2001 Public Statement

Statement on visit of U.S. Secretary of State Powell
Minister of Foreign Affairs Prince Saud Al-Faisal issued the following statement on the visit of U.S. Secretary of State Colin Powell on February 26, 2001:

The Kingdom of Saudi Arabia welcomes this visit by U.S. Secretary of State Colin Powell as part of a long and continuous tradition of consultations between the two countries, and it comes at a critical time for the region.

With regard to Iraq, the two sides agreed broadly on the need for the international community to ensure that the events that took place on August 2, 1990 are not repeated; and agreed on the importance of implementing all UN Security Council resolutions dealing with the Iraq-Kuwait situation.
Both countries agreed that there is a need to re-examine the sanctions currently in place in order to find a way to alleviate the suffering of the Iraqi people, while at the same time ensuring compliance with the relevant UN Security Council resolutions that deal with the Iraqi-Kuwait situation.
The discussions currently being carried out at the United Nations are very important. We hope that they will result in an agreement and remove all obstacles to the implementation of the relevant UN Security Council resolutions so that sanctions can be lifted completely.

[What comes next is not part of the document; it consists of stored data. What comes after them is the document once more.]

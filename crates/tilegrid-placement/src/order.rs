//! Candidate ordering and per-worker fill quotas.
//!
//! Dispatch is greedy: each worker is filled before the next is tried, so
//! the order here decides where work lands. Local workers come first and
//! cluster proxies absorb only what local capacity cannot.

use tracing::trace;

use tilegrid_state::WorkerInfo;

use crate::capacity::WorkerSlot;
use crate::convert::class_of;

/// In-pool workers in dispatch order: local before cluster, then by id.
pub fn order_candidates(workers: &[WorkerInfo]) -> Vec<&WorkerInfo> {
    let mut candidates: Vec<&WorkerInfo> = workers
        .iter()
        .filter(|w| w.is_in_scheduler_pool)
        .collect();
    candidates.sort_by(|a, b| class_of(a).cmp(&class_of(b)).then_with(|| a.id.cmp(&b.id)));
    trace!(
        candidates = candidates.len(),
        total = workers.len(),
        "ordered dispatch candidates"
    );
    candidates
}

/// Number of queue entries to pull for one worker in one batch.
pub fn fill_quota(slot: &WorkerSlot, cost: f64, batch_limit: usize) -> usize {
    slot.fits(cost).min(batch_limit)
}

#[cfg(test)]
mod tests {
    use super::*;
    use crate::capacity::WorkerClass;

    fn worker(id: &str, proxy: bool, in_pool: bool) -> WorkerInfo {
        WorkerInfo {
            id: id.to_string(),
            address: "127.0.0.1".to_string(),
            port: 6201,
            local_work_capacity: 4.0,
            cluster_work_capacity: 100.0,
            is_in_scheduler_pool: in_pool,
            is_cluster_proxy: proxy,
            updated_at: 0,
        }
    }

    #[test]
    fn local_workers_precede_cluster_proxies() {
        let workers = vec![
            worker("proxy-a", true, true),
            worker("w2", false, true),
            worker("w1", false, true),
        ];
        let ids: Vec<&str> = order_candidates(&workers)
            .iter()
            .map(|w| w.id.as_str())
            .collect();
        assert_eq!(ids, vec!["w1", "w2", "proxy-a"]);
    }

    #[test]
    fn workers_outside_pool_are_excluded() {
        let workers = vec![worker("w1", false, false), worker("w2", false, true)];
        let ordered = order_candidates(&workers);
        assert_eq!(ordered.len(), 1);
        assert_eq!(ordered[0].id, "w2");
    }

    #[test]
    fn quota_bounded_by_capacity_and_batch() {
        let slot = WorkerSlot::new("w1", WorkerClass::Local, 10.0, 0.0);
        assert_eq!(fill_quota(&slot, 1.0, 50), 10);
        assert_eq!(fill_quota(&slot, 1.0, 4), 4);
        assert_eq!(fill_quota(&slot, 0.0, 7), 7);
    }
}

We hope that these negotiations will succeed, because negotiations are the best way to deal with disputes.
With regard to the talks between the Israelis and the Palestinians, Syrians, and Lebanese, the Kingdom expressed its desire to see the negotiations continue from the point where they were halted, and expressed its hope that the talks will come to fruition with the full realization of the aspirations of the Palestinian people for a viable, independent state, with Al-Quds Al-Sharif (Jerusalem) as its capital, and with the withdrawal of Israel from the occupied Syrian Golan Heights to the line of June 4, 1967.  Resolution of the Arab-Israeli conflict will contribute to security and stability in the region, as well as enhance the credibility of the United Nations.